看護師国家試験のボーダーラインと合格率の調べ方
看護師国家試験のボーダーラインや合格率は、簡単に調べることができます。毎年3月に、厚生労働省のホームページに試験の合格発表とともに提示されるのです。
受験地ごとに合格者の受験番号も掲載されているため、受験者はインターネット上で自身の合否を確認することができます。
またホームページには、保健師・助産師国家試験、医師国家試験など看護師以外の国家資格の試験結果も掲載されています。
参照元:国家試験合格発表|厚生労働省
第113回看護師国家試験の合格率・ボーダーライン
ここからは第113回看護師国家試験の合格率・ボーダーラインについて解説していきます。第113回看護師国家試験の結果をまとめると 、以下のようになります。
● 受験者数:63,301人
● 合格者数:55,557人
● 合格率:87.8%
● 一般問題+状況設定問題のボーダーライン:158点(250点満点 )
例年の平均合格率が90%前後という結果から 、第113回の試験の合格率は少し低いことがわかります。ただし“一般問題+状況設定問題 ” のボーダーラインは平均155点であり、例年と大きく変わらなかったといえるでしょう。
参考元:第110回保健師国家試験、第107回助産師国家試験及び第113回看護師国家試験の合格発表|厚生労働省
第113回看護師国家試験の採点除外等問題
第113回看護師国家試験には、採点除外等問題が6問ありました。
● 午前の問題:第5問・第23問・第25問
● 午後の問題:第2問・第11問・第21問
上記のなかで午後に出題された 第21問は、「設問が不十分で理解が得られないため」ということを理由に採点対象から除外されました。
それ以外の採点除外等問題は、「問題として適切であるが、必修問題としては妥当でないため」という理由で除外されています。「正解した受験者については採点対象に含め、不正解の受験者については採点対象から除外する」といった対応がとられました。
合格基準については厚生労働省の発表に、以下のような記載があります。
○第113回看護師国家試験の合格基準
必修問題及び一般問題を1問1点、状況設定問題を1問2点とし、
次の①~②の全てを満たす者を合格とする。① 必修問題 40点以上/ 49点
但し、必修問題の一部を採点対象から除外された受験者に
あっては、下表のとおりとする。② 一般問題
状況設定問題 158点以上/250点
引用:第110回保健師国家試験、第107回助産師国家試験及び第113回看護師国家試験の合格発表|厚生労働省
このことから、必修問題のボーダーラインとなる点数は、間違えた問題が採点除外等問題かどうかによって少しずつ異なることがわかります。 これから看護師国家試験を受験する人は、このような情報が後日発表されることを頭に入れておきましょう。
まとめ
この記事では、看護師国家試験のボーダーラインと合格率の推移、最新の第113回試験の結果について解説しました。
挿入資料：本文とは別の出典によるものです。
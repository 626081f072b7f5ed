use bytes::{Buf, BufMut};

use coding::{self, BufExt, BufMutExt};
use endpoint::Config;
use packet::ConnectionId;
use {Side, TransportError, MAX_CID_SIZE, MIN_CID_SIZE};

/// QUIC endpoint parameters, exchanged inside the TLS handshake.
#[derive(Debug, Clone, Eq, PartialEq)]
pub struct TransportParameters {
    pub initial_max_data: u64,
    pub initial_max_stream_data_bidi_local: u64,
    pub initial_max_stream_data_bidi_remote: u64,
    pub initial_max_stream_data_uni: u64,
    pub initial_max_streams_bidi: u64,
    pub initial_max_streams_uni: u64,
    /// Milliseconds; 0 disables the idle timeout.
    pub max_idle_timeout: u64,
    pub ack_delay_exponent: u8,
    /// Milliseconds.
    pub max_ack_delay: u64,
    pub active_connection_id_limit: u64,
    /// Sent by a server that issued a Retry; echoes the client's first
    /// destination connection ID.
    pub original_connection_id: Option<ConnectionId>,
}

impl Default for TransportParameters {
    fn default() -> Self {
        TransportParameters {
            initial_max_data: 0,
            initial_max_stream_data_bidi_local: 0,
            initial_max_stream_data_bidi_remote: 0,
            initial_max_stream_data_uni: 0,
            initial_max_streams_bidi: 0,
            initial_max_streams_uni: 0,
            max_idle_timeout: 0,
            ack_delay_exponent: 3,
            max_ack_delay: 25,
            active_connection_id_limit: 0,
            original_connection_id: None,
        }
    }
}

const ORIGINAL_CONNECTION_ID: u16 = 0x0000;
const IDLE_TIMEOUT: u16 = 0x0001;
const INITIAL_MAX_DATA: u16 = 0x0004;
const INITIAL_MAX_STREAM_DATA_BIDI_LOCAL: u16 = 0x0005;
const INITIAL_MAX_STREAM_DATA_BIDI_REMOTE: u16 = 0x0006;
const INITIAL_MAX_STREAM_DATA_UNI: u16 = 0x0007;
const INITIAL_MAX_STREAMS_BIDI: u16 = 0x0008;
const INITIAL_MAX_STREAMS_UNI: u16 = 0x0009;
const ACK_DELAY_EXPONENT: u16 = 0x000a;
const MAX_ACK_DELAY: u16 = 0x000b;
const ACTIVE_CONNECTION_ID_LIMIT: u16 = 0x000e;

impl TransportParameters {
    pub fn new(config: &Config) -> Self {
        TransportParameters {
            initial_max_data: config.initial_max_data,
            initial_max_stream_data_bidi_local: config.initial_max_stream_data_bidi_local,
            initial_max_stream_data_bidi_remote: config.initial_max_stream_data_bidi_remote,
            initial_max_stream_data_uni: config.initial_max_stream_data_uni,
            initial_max_streams_bidi: config.initial_max_streams_bidi,
            initial_max_streams_uni: config.initial_max_streams_uni,
            max_idle_timeout: config.max_idle_timeout,
            ack_delay_exponent: config.ack_delay_exponent,
            max_ack_delay: config.max_ack_delay,
            active_connection_id_limit: config.active_connection_id_limit,
            original_connection_id: None,
        }
    }

    pub fn write<W: BufMut>(&self, w: &mut W) {
        let mut body = Vec::new();
        if let Some(ref id) = self.original_connection_id {
            body.put_u16(ORIGINAL_CONNECTION_ID);
            body.put_u16(id.len() as u16);
            body.put_slice(id);
        }
        write_varint_param(&mut body, IDLE_TIMEOUT, self.max_idle_timeout);
        write_varint_param(&mut body, INITIAL_MAX_DATA, self.initial_max_data);
        write_varint_param(
            &mut body,
            INITIAL_MAX_STREAM_DATA_BIDI_LOCAL,
            self.initial_max_stream_data_bidi_local,
        );
        write_varint_param(
            &mut body,
            INITIAL_MAX_STREAM_DATA_BIDI_REMOTE,
            self.initial_max_stream_data_bidi_remote,
        );
        write_varint_param(
            &mut body,
            INITIAL_MAX_STREAM_DATA_UNI,
            self.initial_max_stream_data_uni,
        );
        write_varint_param(&mut body, INITIAL_MAX_STREAMS_BIDI, self.initial_max_streams_bidi);
        write_varint_param(&mut body, INITIAL_MAX_STREAMS_UNI, self.initial_max_streams_uni);
        write_varint_param(&mut body, ACK_DELAY_EXPONENT, self.ack_delay_exponent as u64);
        write_varint_param(&mut body, MAX_ACK_DELAY, self.max_ack_delay);
        write_varint_param(
            &mut body,
            ACTIVE_CONNECTION_ID_LIMIT,
            self.active_connection_id_limit,
        );
        w.put_u16(body.len() as u16);
        w.put_slice(&body);
    }

    /// Decode parameters received from the peer. `side` is the local side;
    /// parameters only a server may send are rejected when the local side is
    /// the client's peer.
    pub fn read<R: Buf>(side: Side, r: &mut R) -> Result<Self, Error> {
        let mut params = TransportParameters::default();
        let list_len = r.get::<u16>()? as usize;
        if list_len != r.remaining() {
            return Err(Error::Malformed);
        }
        let mut seen = 0u64;
        while r.remaining() > 0 {
            let id = r.get::<u16>()?;
            let len = r.get::<u16>()? as usize;
            if r.remaining() < len {
                return Err(Error::Malformed);
            }
            if id < 64 {
                if seen & 1 << id != 0 {
                    return Err(Error::Malformed);
                }
                seen |= 1 << id;
            }
            match id {
                ORIGINAL_CONNECTION_ID => {
                    if side == Side::Server {
                        // Only servers issue Retries
                        return Err(Error::IllegalValue);
                    }
                    if len < MIN_CID_SIZE || len > MAX_CID_SIZE {
                        return Err(Error::Malformed);
                    }
                    let mut bytes = [0; MAX_CID_SIZE];
                    r.copy_to_slice(&mut bytes[..len]);
                    params.original_connection_id = Some(ConnectionId::new(&bytes[..len]));
                }
                IDLE_TIMEOUT => params.max_idle_timeout = read_varint(r, len)?,
                INITIAL_MAX_DATA => params.initial_max_data = read_varint(r, len)?,
                INITIAL_MAX_STREAM_DATA_BIDI_LOCAL => {
                    params.initial_max_stream_data_bidi_local = read_varint(r, len)?
                }
                INITIAL_MAX_STREAM_DATA_BIDI_REMOTE => {
                    params.initial_max_stream_data_bidi_remote = read_varint(r, len)?
                }
                INITIAL_MAX_STREAM_DATA_UNI => {
                    params.initial_max_stream_data_uni = read_varint(r, len)?
                }
                INITIAL_MAX_STREAMS_BIDI => {
                    params.initial_max_streams_bidi = read_varint(r, len)?
                }
                INITIAL_MAX_STREAMS_UNI => params.initial_max_streams_uni = read_varint(r, len)?,
                ACK_DELAY_EXPONENT => {
                    let x = read_varint(r, len)?;
                    if x > 20 {
                        return Err(Error::Malformed);
                    }
                    params.ack_delay_exponent = x as u8;
                }
                MAX_ACK_DELAY => params.max_ack_delay = read_varint(r, len)?,
                ACTIVE_CONNECTION_ID_LIMIT => {
                    params.active_connection_id_limit = read_varint(r, len)?
                }
                _ => {
                    // Unknown parameters are ignored
                    r.advance(len);
                }
            }
        }
        Ok(params)
    }
}

fn write_varint_param<W: BufMut>(w: &mut W, id: u16, value: u64) {
    w.put_u16(id);
    w.put_u16(varint_size(value));
    w.write_var(value);
}

fn varint_size(x: u64) -> u16 {
    if x < 1 << 6 {
        1
    } else if x < 1 << 14 {
        2
    } else if x < 1 << 30 {
        4
    } else {
        8
    }
}

fn read_varint<R: Buf>(r: &mut R, len: usize) -> Result<u64, Error> {
    if len > 8 {
        return Err(Error::Malformed);
    }
    let before = r.remaining();
    let x = r.get_var()?;
    if before - r.remaining() != len {
        return Err(Error::Malformed);
    }
    Ok(x)
}

#[derive(Debug, Copy, Clone, Eq, PartialEq, Fail)]
pub enum Error {
    #[fail(display = "parameter had malformed value")]
    Malformed,
    #[fail(display = "parameter illegal for this peer")]
    IllegalValue,
}

impl From<Error> for TransportError {
    fn from(_: Error) -> Self {
        TransportError::TRANSPORT_PARAMETER_ERROR
    }
}

impl From<coding::UnexpectedEnd> for Error {
    fn from(_: coding::UnexpectedEnd) -> Self {
        Error::Malformed
    }
}

#[cfg(test)]
mod tests {
    use super::*;
    use std::io::Cursor;

    fn sample() -> TransportParameters {
        TransportParameters {
            initial_max_data: 1_048_576,
            initial_max_stream_data_bidi_local: 65_536,
            initial_max_stream_data_bidi_remote: 65_536,
            initial_max_stream_data_uni: 32_768,
            initial_max_streams_bidi: 16,
            initial_max_streams_uni: 8,
            max_idle_timeout: 10_000,
            ack_delay_exponent: 3,
            max_ack_delay: 25,
            active_connection_id_limit: 2,
            original_connection_id: None,
        }
    }

    #[test]
    fn roundtrip() {
        let params = sample();
        let mut buf = Vec::new();
        params.write(&mut buf);
        let read = TransportParameters::read(Side::Server, &mut Cursor::new(&buf[..])).unwrap();
        assert_eq!(read, params);
    }

    #[test]
    fn original_connection_id_from_server_only() {
        let mut params = sample();
        params.original_connection_id = Some(ConnectionId::new(&[0xaa; 8]));
        let mut buf = Vec::new();
        params.write(&mut buf);
        // A client accepts it...
        let read = TransportParameters::read(Side::Client, &mut Cursor::new(&buf[..])).unwrap();
        assert_eq!(read.original_connection_id, params.original_connection_id);
        // ...a server must not
        assert_eq!(
            TransportParameters::read(Side::Server, &mut Cursor::new(&buf[..])),
            Err(Error::IllegalValue),
        );
    }

    #[test]
    fn duplicate_parameter() {
        let mut buf = Vec::new();
        let mut body = Vec::new();
        write_varint_param(&mut body, INITIAL_MAX_DATA, 100);
        write_varint_param(&mut body, INITIAL_MAX_DATA, 200);
        buf.put_u16(body.len() as u16);
        buf.put_slice(&body);
        assert_eq!(
            TransportParameters::read(Side::Server, &mut Cursor::new(&buf[..])),
            Err(Error::Malformed),
        );
    }

    #[test]
    fn unknown_parameter_skipped() {
        let mut buf = Vec::new();
        let mut body = Vec::new();
        body.put_u16(0x7fee);
        body.put_u16(3);
        body.put_slice(b"???");
        write_varint_param(&mut body, INITIAL_MAX_DATA, 4242);
        buf.put_u16(body.len() as u16);
        buf.put_slice(&body);
        let read = TransportParameters::read(Side::Server, &mut Cursor::new(&buf[..])).unwrap();
        assert_eq!(read.initial_max_data, 4242);
    }

    #[test]
    fn truncated_list() {
        let mut buf = Vec::new();
        buf.put_u16(40);
        buf.put_u16(INITIAL_MAX_DATA);
        assert_matches!(
            TransportParameters::read(Side::Server, &mut Cursor::new(&buf[..])),
            Err(Error::Malformed)
        );
    }
}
看護師国家試験は必修問題・一般問題・状況設定問題の3つで構成されており、定められたボーダーラインをクリアすることで合格できます。とくに必修問題は、“80%以上”という高い合格基準が設定されているため、しっかりと対策を行いましょう。
過去10年間の推移を見てみると 、合格率は90%前後で安定していますが、これは試験自体が簡単であるということではありません。日々の積み重ねと計画的な学習を行うことで、ようやく国家資格を手にすることができるのです。